• Extracted data entries
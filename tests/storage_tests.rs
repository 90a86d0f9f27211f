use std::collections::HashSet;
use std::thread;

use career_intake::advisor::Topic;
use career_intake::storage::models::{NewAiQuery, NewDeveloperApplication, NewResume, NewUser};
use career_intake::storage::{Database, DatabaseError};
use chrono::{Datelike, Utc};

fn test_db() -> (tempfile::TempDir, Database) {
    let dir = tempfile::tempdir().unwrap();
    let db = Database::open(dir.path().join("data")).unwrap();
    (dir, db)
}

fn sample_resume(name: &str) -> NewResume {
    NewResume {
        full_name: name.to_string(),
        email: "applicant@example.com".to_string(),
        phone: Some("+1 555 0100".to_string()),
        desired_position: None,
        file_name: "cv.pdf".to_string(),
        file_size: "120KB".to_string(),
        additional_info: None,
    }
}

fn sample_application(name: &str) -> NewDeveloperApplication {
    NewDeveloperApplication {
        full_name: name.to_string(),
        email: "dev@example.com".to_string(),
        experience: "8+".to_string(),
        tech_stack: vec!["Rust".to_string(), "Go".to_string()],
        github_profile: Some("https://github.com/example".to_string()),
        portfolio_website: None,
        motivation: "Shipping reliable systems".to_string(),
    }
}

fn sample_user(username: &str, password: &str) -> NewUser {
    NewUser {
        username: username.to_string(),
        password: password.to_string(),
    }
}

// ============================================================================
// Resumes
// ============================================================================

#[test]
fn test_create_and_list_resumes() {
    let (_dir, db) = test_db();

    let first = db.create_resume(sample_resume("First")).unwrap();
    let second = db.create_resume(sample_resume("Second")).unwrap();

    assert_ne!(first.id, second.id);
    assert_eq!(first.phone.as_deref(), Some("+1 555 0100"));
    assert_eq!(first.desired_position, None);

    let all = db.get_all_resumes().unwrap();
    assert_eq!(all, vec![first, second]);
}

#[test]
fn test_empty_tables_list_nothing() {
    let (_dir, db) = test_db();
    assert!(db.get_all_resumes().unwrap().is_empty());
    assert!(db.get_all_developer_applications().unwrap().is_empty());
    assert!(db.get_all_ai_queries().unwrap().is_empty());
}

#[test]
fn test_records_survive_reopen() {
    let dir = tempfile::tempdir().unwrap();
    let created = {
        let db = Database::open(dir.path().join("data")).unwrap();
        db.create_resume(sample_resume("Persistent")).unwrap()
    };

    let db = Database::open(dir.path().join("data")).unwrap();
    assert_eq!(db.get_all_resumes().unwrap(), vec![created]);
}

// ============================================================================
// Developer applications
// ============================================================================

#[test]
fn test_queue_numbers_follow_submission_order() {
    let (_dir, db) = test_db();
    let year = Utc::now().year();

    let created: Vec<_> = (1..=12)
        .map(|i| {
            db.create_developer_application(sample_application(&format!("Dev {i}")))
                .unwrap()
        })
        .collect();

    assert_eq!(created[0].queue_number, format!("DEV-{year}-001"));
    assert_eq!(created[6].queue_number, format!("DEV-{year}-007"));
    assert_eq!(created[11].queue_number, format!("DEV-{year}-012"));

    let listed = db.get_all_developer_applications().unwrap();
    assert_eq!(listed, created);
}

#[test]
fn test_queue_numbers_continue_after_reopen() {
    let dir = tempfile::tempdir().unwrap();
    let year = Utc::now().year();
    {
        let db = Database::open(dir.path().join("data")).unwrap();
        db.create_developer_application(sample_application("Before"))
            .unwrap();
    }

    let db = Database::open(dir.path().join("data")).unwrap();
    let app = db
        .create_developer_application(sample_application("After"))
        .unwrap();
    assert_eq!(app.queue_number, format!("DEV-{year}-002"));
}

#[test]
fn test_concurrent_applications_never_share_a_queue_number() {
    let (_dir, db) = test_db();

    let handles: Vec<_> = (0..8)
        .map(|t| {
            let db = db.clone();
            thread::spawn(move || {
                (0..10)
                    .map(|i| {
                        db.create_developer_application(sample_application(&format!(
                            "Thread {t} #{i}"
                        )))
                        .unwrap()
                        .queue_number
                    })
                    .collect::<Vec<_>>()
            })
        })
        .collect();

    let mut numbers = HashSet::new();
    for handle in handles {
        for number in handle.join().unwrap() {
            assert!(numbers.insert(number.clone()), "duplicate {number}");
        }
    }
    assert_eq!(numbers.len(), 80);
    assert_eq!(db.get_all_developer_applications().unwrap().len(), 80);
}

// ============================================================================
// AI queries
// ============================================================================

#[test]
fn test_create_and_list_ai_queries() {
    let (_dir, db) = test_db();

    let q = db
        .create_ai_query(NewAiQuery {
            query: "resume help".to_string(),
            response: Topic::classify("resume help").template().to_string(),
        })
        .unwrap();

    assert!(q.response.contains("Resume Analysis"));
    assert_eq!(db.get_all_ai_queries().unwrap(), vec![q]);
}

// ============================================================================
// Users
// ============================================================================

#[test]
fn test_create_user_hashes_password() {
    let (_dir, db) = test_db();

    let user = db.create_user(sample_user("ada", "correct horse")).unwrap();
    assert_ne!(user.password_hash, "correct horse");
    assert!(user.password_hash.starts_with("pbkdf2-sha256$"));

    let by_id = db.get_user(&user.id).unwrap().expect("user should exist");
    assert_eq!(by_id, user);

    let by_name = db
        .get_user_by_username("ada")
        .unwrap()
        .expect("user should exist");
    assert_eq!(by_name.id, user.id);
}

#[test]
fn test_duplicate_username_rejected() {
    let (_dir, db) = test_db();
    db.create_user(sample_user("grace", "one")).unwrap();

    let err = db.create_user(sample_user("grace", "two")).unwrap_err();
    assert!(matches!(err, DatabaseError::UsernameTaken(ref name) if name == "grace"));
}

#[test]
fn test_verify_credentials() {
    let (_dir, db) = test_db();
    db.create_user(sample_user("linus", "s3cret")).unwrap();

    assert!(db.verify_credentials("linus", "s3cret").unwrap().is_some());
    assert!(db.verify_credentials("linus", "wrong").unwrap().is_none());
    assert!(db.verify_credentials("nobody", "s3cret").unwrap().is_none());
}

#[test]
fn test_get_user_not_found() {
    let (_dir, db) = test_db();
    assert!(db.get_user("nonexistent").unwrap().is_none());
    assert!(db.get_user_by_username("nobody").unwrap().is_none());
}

• Goal of the exercise
Copy out the data shown above in full. Match it exactly.

• Reply to the exercise
filename tests/storage_tests.rs
repository 90a86d0f9f27211f
use std::collections::HashSet;
use std::thread;

use career_intake::advisor::Topic;
use career_intake::storage::models::{NewAiQuery, NewDeveloperApplication, NewResume, NewUser};
use career_intake::storage::{Database, DatabaseError};
use chrono::{Datelike, Utc};

fn test_db() -> (tempfile::TempDir, Database) {
    let dir = tempfile::tempdir().unwrap();
    let db = Database::open(dir.path().join("data")).unwrap();
    (dir, db)
}

fn sample_resume(name: &str) -> NewResume {
    NewResume {
        full_name: name.to_string(),
        email: "applicant@example.com".to_string(),
        phone: Some("+1 555 0100".to_string()),
        desired_position: None,
        file_name: "cv.pdf".to_string(),
        file_size: "120KB".to_string(),
        additional_info: None,
    }
}

fn sample_application(name: &str) -> NewDeveloperApplication {
    NewDeveloperApplication {
        full_name: name.to_string(),
        email: "dev@example.com".to_string(),
        experience: "8+".to_string(),
        tech_stack: vec!["Rust".to_string(), "Go".to_string()],
        github_profile: Some("https://github.com/example".to_string()),
        portfolio_website: None,
        motivation: "Shipping reliable systems".to_string(),
    }
}

fn sample_user(username: &str, password: &str) -> NewUser {
    NewUser {
        username: username.to_string(),
        password: password.to_string(),
    }
}

// ============================================================================
// Resumes
// ============================================================================

#[test]
fn test_create_and_list_resumes() {
    let (_dir, db) = test_db();

    let first = db.create_resume(sample_resume("First")).unwrap();
    let second = db.create_resume(sample_resume("Second")).unwrap();

    assert_ne!(first.id, second.id);
    assert_eq!(first.phone.as_deref(), Some("+1 555 0100"));
    assert_eq!(first.desired_position, None);

    let all = db.get_all_resumes().unwrap();
    assert_eq!(all, vec![first, second]);
}

#[test]
fn test_empty_tables_list_nothing() {
    let (_dir, db) = test_db();
    assert!(db.get_all_resumes().unwrap().is_empty());
    assert!(db.get_all_developer_applications().unwrap().is_empty());
    assert!(db.get_all_ai_queries().unwrap().is_empty());
}

#[test]
fn test_records_survive_reopen() {
    let dir = tempfile::tempdir().unwrap();
    let created = {
        let db = Database::open(dir.path().join("data")).unwrap();
        db.create_resume(sample_resume("Persistent")).unwrap()
    };

    let db = Database::open(dir.path().join("data")).unwrap();
    assert_eq!(db.get_all_resumes().unwrap(), vec![created]);
}

// ============================================================================
// Developer applications
// ============================================================================

#[test]
fn test_queue_numbers_follow_submission_order() {
    let (_dir, db) = test_db();
    let year = Utc::now().year();

    let created: Vec<_> = (1..=12)
        .map(|i| {
            db.create_developer_application(sample_application(&format!("Dev {i}")))
                .unwrap()
        })
        .collect();

    assert_eq!(created[0].queue_number, format!("DEV-{year}-001"));
    assert_eq!(created[6].queue_number, format!("DEV-{year}-007"));
    assert_eq!(created[11].queue_number, format!("DEV-{year}-012"));

    let listed = db.get_all_developer_applications().unwrap();
    assert_eq!(listed, created);
}

#[test]
fn test_queue_numbers_continue_after_reopen() {
    let dir = tempfile::tempdir().unwrap();
    let year = Utc::now().year();
    {
        let db = Database::open(dir.path().join("data")).unwrap();
        db.create_developer_application(sample_application("Before"))
            .unwrap();
    }

    let db = Database::open(dir.path().join("data")).unwrap();
    let app = db
        .create_developer_application(sample_application("After"))
        .unwrap();
    assert_eq!(app.queue_number, format!("DEV-{year}-002"));
}

#[test]
fn test_concurrent_applications_never_share_a_queue_number() {
    let (_dir, db) = test_db();

    let handles: Vec<_> = (0..8)
        .map(|t| {
            let db = db.clone();
            thread::spawn(move || {
                (0..10)
                    .map(|i| {
                        db.create_developer_application(sample_application(&format!(
                            "Thread {t} #{i}"
                        )))
                        .unwrap()
                        .queue_number
                    })
                    .collect::<Vec<_>>()
            })
        })
        .collect();

    let mut numbers = HashSet::new();
    for handle in handles {
        for number in handle.join().unwrap() {
            assert!(numbers.insert(number.clone()), "duplicate {number}");
        }
    }
    assert_eq!(numbers.len(), 80);
    assert_eq!(db.get_all_developer_applications().unwrap().len(), 80);
}

// ============================================================================
// AI queries
// ============================================================================

#[test]
fn test_create_and_list_ai_queries() {
    let (_dir, db) = test_db();

    let q = db
        .create_ai_query(NewAiQuery {
            query: "resume help".to_string(),
            response: Topic::classify("resume help").template().to_string(),
        })
        .unwrap();

    assert!(q.response.contains("Resume Analysis"));
    assert_eq!(db.get_all_ai_queries().unwrap(), vec![q]);
}

// ============================================================================
// Users
// ============================================================================

#[test]
fn test_create_user_hashes_password() {
    let (_dir, db) = test_db();

    let user = db.create_user(sample_user("ada", "correct horse")).unwrap();
    assert_ne!(user.password_hash, "correct horse");
    assert!(user.password_hash.starts_with("pbkdf2-sha256$"));

    let by_id = db.get_user(&user.id).unwrap().expect("user should exist");
    assert_eq!(by_id, user);

    let by_name = db
        .get_user_by_username("ada")
        .unwrap()
        .expect("user should exist");
    assert_eq!(by_name.id, user.id);
}

#[test]
fn test_duplicate_username_rejected() {
    let (_dir, db) = test_db();
    db.create_user(sample_user("grace", "one")).unwrap();

    let err = db.create_user(sample_user("grace", "two")).unwrap_err();
    assert!(matches!(err, DatabaseError::UsernameTaken(ref name) if name == "grace"));
}

#[test]
fn test_verify_credentials() {
    let (_dir, db) = test_db();
    db.create_user(sample_user("linus", "s3cret")).unwrap();

    assert!(db.verify_credentials("linus", "s3cret").unwrap().is_some());
    assert!(db.verify_credentials("linus", "wrong").unwrap().is_none());
    assert!(db.verify_credentials("nobody", "s3cret").unwrap().is_none());
}

#[test]
fn test_get_user_not_found() {
    let (_dir, db) = test_db();
    assert!(db.get_user("nonexistent").unwrap().is_none());
    assert!(db.get_user_by_username("nobody").unwrap().is_none());
}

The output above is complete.